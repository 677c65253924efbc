//! Strategy and application configuration.
//!
//! `StrategyOptions` is what callers hand in (deserialisable, every field
//! optional). `StrategyConfig::sanitize` fills defaults, validates, and
//! produces the immutable config a strategy keeps for its lifetime.

use serde::{Deserialize, Deserializer};
use std::env;
use std::sync::Arc;
use std::time::Duration;
use url::Url;

use crate::logger::{LogLevel, LoggerConfig, StrategyLogger};

/// Name under which a strategy registers when none is configured.
pub const STRATEGY_NAME: &str = "openam";
pub const DEFAULT_REALM: &str = "/";
pub const DEFAULT_COOKIE_NAME: &str = "iPlanetDirectoryPro";
pub const DEFAULT_PROVIDER_TIMEOUT: Duration = Duration::from_secs(30);

/// Raw strategy options, keyed the same way as the JSON configuration.
#[derive(Debug, Clone, Default, Deserialize)]
#[serde(rename_all = "camelCase", default)]
pub struct StrategyOptions {
    pub open_am_base_url: Option<String>,
    pub open_am_realm: Option<String>,
    pub open_am_cookie_name: Option<String>,
    pub enable_login_redirect: Option<bool>,
    pub enable_user_attributes: Option<bool>,
    pub enable_user_profile: Option<bool>,
    pub callback_url: Option<String>,
    pub name: Option<String>,
    #[serde(deserialize_with = "deserialize_logger")]
    pub logger: Option<LoggerConfig>,
    pub provider_timeout_secs: Option<u64>,
}

fn deserialize_logger<'de, D>(deserializer: D) -> Result<Option<LoggerConfig>, D::Error>
where
    D: Deserializer<'de>,
{
    let raw: Option<String> = Option::deserialize(deserializer)?;
    raw.map(|s| {
        s.parse::<LogLevel>()
            .map(LoggerConfig::Level)
            .map_err(|bad| serde::de::Error::custom(format!("unknown log level: {bad}")))
    })
    .transpose()
}

impl StrategyOptions {
    pub fn new(base_url: impl Into<String>) -> Self {
        Self {
            open_am_base_url: Some(base_url.into()),
            ..Self::default()
        }
    }

    pub fn with_logger(mut self, logger: Arc<dyn StrategyLogger>) -> Self {
        self.logger = Some(LoggerConfig::Injected(logger));
        self
    }
}

/// What the strategy loads after a token validates.
#[derive(Debug, Clone, Copy, PartialEq, Eq)]
pub enum LoadMode {
    /// Verify with an empty identity.
    Nothing,
    /// Normalised profile from the attribute payload.
    Profile,
    /// Raw attributes plus groups derived from the roles document.
    Attributes,
}

/// Immutable, validated strategy configuration.
#[derive(Debug, Clone)]
pub struct StrategyConfig {
    pub base_url: Url,
    pub realm: String,
    pub cookie_name: String,
    pub enable_login_redirect: bool,
    pub load_mode: LoadMode,
    pub callback_url: Option<String>,
    pub name: String,
    pub logger: LoggerConfig,
    pub provider_timeout: Duration,
}

impl StrategyConfig {
    /// Fill defaults and validate. Fails if the base URL is missing.
    pub fn sanitize(options: StrategyOptions) -> Result<Self, ConfigError> {
        let raw_base = options
            .open_am_base_url
            .filter(|s| !s.trim().is_empty())
            .ok_or(ConfigError::MissingBaseUrl)?;
        let base_url = Url::parse(raw_base.trim())
            .map_err(|e| ConfigError::InvalidBaseUrl(format!("{raw_base}: {e}")))?;
        if base_url.cannot_be_a_base() {
            return Err(ConfigError::InvalidBaseUrl(raw_base));
        }

        let attributes = options.enable_user_attributes.unwrap_or(false);
        let profile = options.enable_user_profile.unwrap_or(false);
        let load_mode = match (attributes, profile) {
            (true, true) => return Err(ConfigError::ConflictingLoadModes),
            (true, false) => LoadMode::Attributes,
            (false, true) => LoadMode::Profile,
            (false, false) => LoadMode::Nothing,
        };

        Ok(Self {
            base_url,
            realm: options.open_am_realm.unwrap_or_else(|| DEFAULT_REALM.into()),
            cookie_name: options
                .open_am_cookie_name
                .unwrap_or_else(|| DEFAULT_COOKIE_NAME.into()),
            enable_login_redirect: options.enable_login_redirect.unwrap_or(false),
            load_mode,
            callback_url: options.callback_url.filter(|s| !s.is_empty()),
            name: options.name.unwrap_or_else(|| STRATEGY_NAME.into()),
            logger: options.logger.unwrap_or_default(),
            provider_timeout: options
                .provider_timeout_secs
                .map(Duration::from_secs)
                .unwrap_or(DEFAULT_PROVIDER_TIMEOUT),
        })
    }
}

/// Demo server configuration loaded from environment variables.
#[derive(Debug, Clone)]
pub struct AppConfig {
    pub port: u16,
    pub base_url: String,
    pub realm: Option<String>,
    pub cookie_name: Option<String>,
    pub callback_url: Option<String>,
    pub log_level: LogLevel,
    pub provider_timeout_secs: u64,
}

impl AppConfig {
    /// Load configuration from environment variables.
    ///
    /// Required: `OPENAM_BASE_URL`.
    pub fn from_env() -> Result<Self, ConfigError> {
        let log_level = match env::var("OPENAM_LOG_LEVEL") {
            Ok(v) => v.parse().map_err(ConfigError::InvalidLogLevel)?,
            Err(_) => LogLevel::Info,
        };
        Ok(Self {
            port: env::var("PORT")
                .ok()
                .and_then(|v| v.parse().ok())
                .unwrap_or(3000),
            base_url: required_env("OPENAM_BASE_URL")?,
            realm: env::var("OPENAM_REALM").ok(),
            cookie_name: env::var("OPENAM_COOKIE_NAME").ok(),
            callback_url: env::var("OPENAM_CALLBACK_URL").ok(),
            log_level,
            provider_timeout_secs: env::var("PROVIDER_TIMEOUT_SECS")
                .ok()
                .and_then(|v| v.parse().ok())
                .unwrap_or(DEFAULT_PROVIDER_TIMEOUT.as_secs()),
        })
    }

    /// Options for a strategy instance; `name` and load mode vary per route.
    pub fn strategy_options(&self, name: &str, load_attributes: bool) -> StrategyOptions {
        StrategyOptions {
            open_am_base_url: Some(self.base_url.clone()),
            open_am_realm: self.realm.clone(),
            open_am_cookie_name: self.cookie_name.clone(),
            enable_login_redirect: Some(true),
            enable_user_attributes: Some(load_attributes),
            enable_user_profile: None,
            callback_url: self.callback_url.clone(),
            name: Some(name.to_string()),
            logger: Some(LoggerConfig::Level(self.log_level)),
            provider_timeout_secs: Some(self.provider_timeout_secs),
        }
    }

    pub fn test_default() -> Self {
        Self {
            port: 3000,
            base_url: "http://openam.test:8080/OpenAM/".into(),
            realm: None,
            cookie_name: None,
            callback_url: None,
            log_level: LogLevel::Debug,
            provider_timeout_secs: 5,
        }
    }
}

#[derive(Debug, thiserror::Error)]
pub enum ConfigError {
    #[error("OpenAmStrategy requires an openAmBaseUrl option")]
    MissingBaseUrl,

    #[error("invalid openAmBaseUrl: {0}")]
    InvalidBaseUrl(String),

    #[error("enableUserAttributes and enableUserProfile cannot both be set")]
    ConflictingLoadModes,

    #[error("unknown log level: {0}")]
    InvalidLogLevel(String),

    #[error("failed to build OpenAM client: {0}")]
    Client(String),

    #[error("missing required environment variable: {0}")]
    MissingEnv(String),
}

fn required_env(key: &str) -> Result<String, ConfigError> {
    env::var(key).map_err(|_| ConfigError::MissingEnv(key.into()))
}

#[cfg(test)]
mod tests {
    use super::*;

    #[test]
    fn test_sanitize_defaults() {
        let cfg = StrategyConfig::sanitize(StrategyOptions::new("http://localhost:8080/OpenAM/"))
            .unwrap();
        assert_eq!(cfg.base_url.as_str(), "http://localhost:8080/OpenAM/");
        assert_eq!(cfg.realm, "/");
        assert_eq!(cfg.cookie_name, "iPlanetDirectoryPro");
        assert!(!cfg.enable_login_redirect);
        assert_eq!(cfg.load_mode, LoadMode::Nothing);
        assert!(cfg.callback_url.is_none());
        assert_eq!(cfg.name, STRATEGY_NAME);
        assert!(matches!(cfg.logger, LoggerConfig::Level(LogLevel::Error)));
        assert_eq!(cfg.provider_timeout, DEFAULT_PROVIDER_TIMEOUT);
    }

    #[test]
    fn test_sanitize_missing_base_url() {
        let err = StrategyConfig::sanitize(StrategyOptions::default()).unwrap_err();
        assert!(matches!(err, ConfigError::MissingBaseUrl));
        assert!(err.to_string().contains("openAmBaseUrl"));
    }

    #[test]
    fn test_sanitize_blank_base_url() {
        let err = StrategyConfig::sanitize(StrategyOptions::new("   ")).unwrap_err();
        assert!(matches!(err, ConfigError::MissingBaseUrl));
    }

    #[test]
    fn test_sanitize_relative_base_url() {
        let err = StrategyConfig::sanitize(StrategyOptions::new("/OpenAM")).unwrap_err();
        assert!(matches!(err, ConfigError::InvalidBaseUrl(_)));
    }

    #[test]
    fn test_sanitize_conflicting_modes() {
        let options = StrategyOptions {
            enable_user_attributes: Some(true),
            enable_user_profile: Some(true),
            ..StrategyOptions::new("http://am.example")
        };
        let err = StrategyConfig::sanitize(options).unwrap_err();
        assert!(matches!(err, ConfigError::ConflictingLoadModes));
    }

    #[test]
    fn test_deserialize_camel_case_options() {
        let json = r#"{
            "openAmBaseUrl": "https://sso.example.com/OpenAM/",
            "openAmRealm": "/customers",
            "openAmCookieName": "amToken",
            "enableLoginRedirect": true,
            "enableUserAttributes": true,
            "callbackUrl": "/after-login",
            "name": "openam-fetch",
            "logger": "trace",
            "providerTimeoutSecs": 3
        }"#;
        let options: StrategyOptions = serde_json::from_str(json).unwrap();
        let cfg = StrategyConfig::sanitize(options).unwrap();
        assert_eq!(cfg.realm, "/customers");
        assert_eq!(cfg.cookie_name, "amToken");
        assert!(cfg.enable_login_redirect);
        assert_eq!(cfg.load_mode, LoadMode::Attributes);
        assert_eq!(cfg.callback_url.as_deref(), Some("/after-login"));
        assert_eq!(cfg.name, "openam-fetch");
        assert!(matches!(cfg.logger, LoggerConfig::Level(LogLevel::Trace)));
        assert_eq!(cfg.provider_timeout, Duration::from_secs(3));
    }

    #[test]
    fn test_deserialize_profile_mode() {
        let json = r#"{"openAmBaseUrl": "http://am", "enableUserProfile": true}"#;
        let options: StrategyOptions = serde_json::from_str(json).unwrap();
        let cfg = StrategyConfig::sanitize(options).unwrap();
        assert_eq!(cfg.load_mode, LoadMode::Profile);
    }

    #[test]
    fn test_deserialize_unknown_log_level() {
        let json = r#"{"openAmBaseUrl": "http://am", "logger": "chatty"}"#;
        let result: Result<StrategyOptions, _> = serde_json::from_str(json);
        assert!(result.unwrap_err().to_string().contains("chatty"));
    }

    #[test]
    fn test_empty_callback_url_is_ignored() {
        let options = StrategyOptions {
            callback_url: Some(String::new()),
            ..StrategyOptions::new("http://am")
        };
        let cfg = StrategyConfig::sanitize(options).unwrap();
        assert!(cfg.callback_url.is_none());
    }

    #[test]
    fn test_app_config_strategy_options() {
        let app = AppConfig::test_default();
        let options = app.strategy_options("openam-fetch", true);
        let cfg = StrategyConfig::sanitize(options).unwrap();
        assert_eq!(cfg.name, "openam-fetch");
        assert!(cfg.enable_login_redirect);
        assert_eq!(cfg.load_mode, LoadMode::Attributes);
        assert_eq!(cfg.provider_timeout, Duration::from_secs(5));
    }

    #[test]
    fn test_from_env_missing_required() {
        // SAFETY: test-only mutation of the process environment.
        unsafe { env::remove_var("OPENAM_BASE_URL") };
        let err = AppConfig::from_env().unwrap_err();
        assert!(err.to_string().contains("OPENAM_BASE_URL"));
    }
}
//! OCSF (Open Cybersecurity Schema Framework) structured event logging.
//!
//! Every authentication outcome and guard decision is emitted via
//! `tracing::info!` as structured JSON. Never panics; serialisation
//! errors are dropped.

use serde_json::json;
use std::time::{SystemTime, UNIX_EPOCH};

// OCSF event class UIDs
pub const CLASS_AUTHENTICATION: u32 = 3001;

// Activity IDs
pub const ACTIVITY_LOGON: u32 = 1;
pub const ACTIVITY_OTHER: u32 = 99; // Authorization decisions

// Status IDs
pub const STATUS_SUCCESS: u32 = 1;
pub const STATUS_FAILURE: u32 = 2;

// Severity IDs
pub const SEVERITY_INFORMATIONAL: u32 = 1;
pub const SEVERITY_LOW: u32 = 2;
pub const SEVERITY_MEDIUM: u32 = 3;
pub const SEVERITY_HIGH: u32 = 4;

pub const AUTH_PROTOCOL_OTHER: u32 = 99;
pub const AUTH_PROTOCOL_NAME: &str = "OpenAM SSO";

fn now_millis() -> u64 {
    SystemTime::now()
        .duration_since(UNIX_EPOCH)
        .unwrap_or_default()
        .as_millis() as u64
}

fn severity_name(id: u32) -> &'static str {
    match id {
        SEVERITY_INFORMATIONAL => "Informational",
        SEVERITY_LOW => "Low",
        SEVERITY_MEDIUM => "Medium",
        SEVERITY_HIGH => "High",
        5 => "Critical",
        _ => "Unknown",
    }
}

fn status_name(id: u32) -> &'static str {
    match id {
        STATUS_SUCCESS => "Success",
        _ => "Failure",
    }
}

fn metadata(strategy: &str) -> serde_json::Value {
    json!({
        "product": {
            "name": "openam-strategy",
            "version": env!("CARGO_PKG_VERSION"),
            "vendor_name": "OpenAM Strategy"
        },
        "labels": [format!("strategy:{strategy}")]
    })
}

fn actor(user_email: Option<&str>) -> Option<serde_json::Value> {
    user_email.map(|email| {
        json!({
            "user": {
                "email_addr": email,
                "type_id": 1,
                "type": "User"
            }
        })
    })
}

/// Emit an OCSF event as structured JSON via tracing. Never panics.
fn emit(event: &serde_json::Value) {
    if let Ok(json) = serde_json::to_string(event) {
        tracing::info!(target: "ocsf", "{}", json);
    }
}

/// Build an OCSF Authentication (3001) logon event.
pub fn authentication_event_json(
    strategy: &str,
    status_id: u32,
    severity_id: u32,
    user_email: Option<&str>,
    message: &str,
) -> serde_json::Value {
    let mut event = json!({
        "class_uid": CLASS_AUTHENTICATION,
        "class_name": "Authentication",
        "activity_id": ACTIVITY_LOGON,
        "activity_name": "Logon",
        "severity_id": severity_id,
        "severity": severity_name(severity_id),
        "status_id": status_id,
        "status": status_name(status_id),
        "time": now_millis(),
        "metadata": metadata(strategy),
        "auth_protocol_id": AUTH_PROTOCOL_OTHER,
        "auth_protocol": AUTH_PROTOCOL_NAME,
        "message": message,
    });

    if let Some(actor) = actor(user_email) {
        event["actor"] = actor;
    }

    event
}

/// Emit an OCSF Authentication (3001) logon event.
pub fn authentication_event(
    strategy: &str,
    status_id: u32,
    severity_id: u32,
    user_email: Option<&str>,
    message: &str,
) {
    emit(&authentication_event_json(
        strategy,
        status_id,
        severity_id,
        user_email,
        message,
    ));
}

/// Emit an OCSF Authorization event (class 3001, activity 99/Other).
pub fn authorization_event(required_roles: &[String], groups: &[String], decision: &str) {
    let permitted = decision == "permit";
    let (status_id, severity_id) = if permitted {
        (STATUS_SUCCESS, SEVERITY_INFORMATIONAL)
    } else {
        (STATUS_FAILURE, SEVERITY_MEDIUM)
    };

    let event = json!({
        "class_uid": CLASS_AUTHENTICATION,
        "class_name": "Authentication",
        "activity_id": ACTIVITY_OTHER,
        "activity_name": "Other",
        "severity_id": severity_id,
        "severity": severity_name(severity_id),
        "status_id": status_id,
        "status": status_name(status_id),
        "time": now_millis(),
        "metadata": {
            "product": {
                "name": "openam-strategy",
                "version": env!("CARGO_PKG_VERSION"),
                "vendor_name": "OpenAM Strategy"
            },
            "authorization": {
                "required_roles": required_roles,
                "groups": groups,
                "decision": decision,
            }
        },
        "message": format!("Role authorization: {decision}"),
    });

    emit(&event);
}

TASK DETAILS >>
Copy, from the lines above, each one that holds "metadata".

OUTPUT OF THE EXERCISE >>
fn metadata(strategy: &str) -> serde_json::Value {
        "metadata": metadata(strategy),
        "metadata": {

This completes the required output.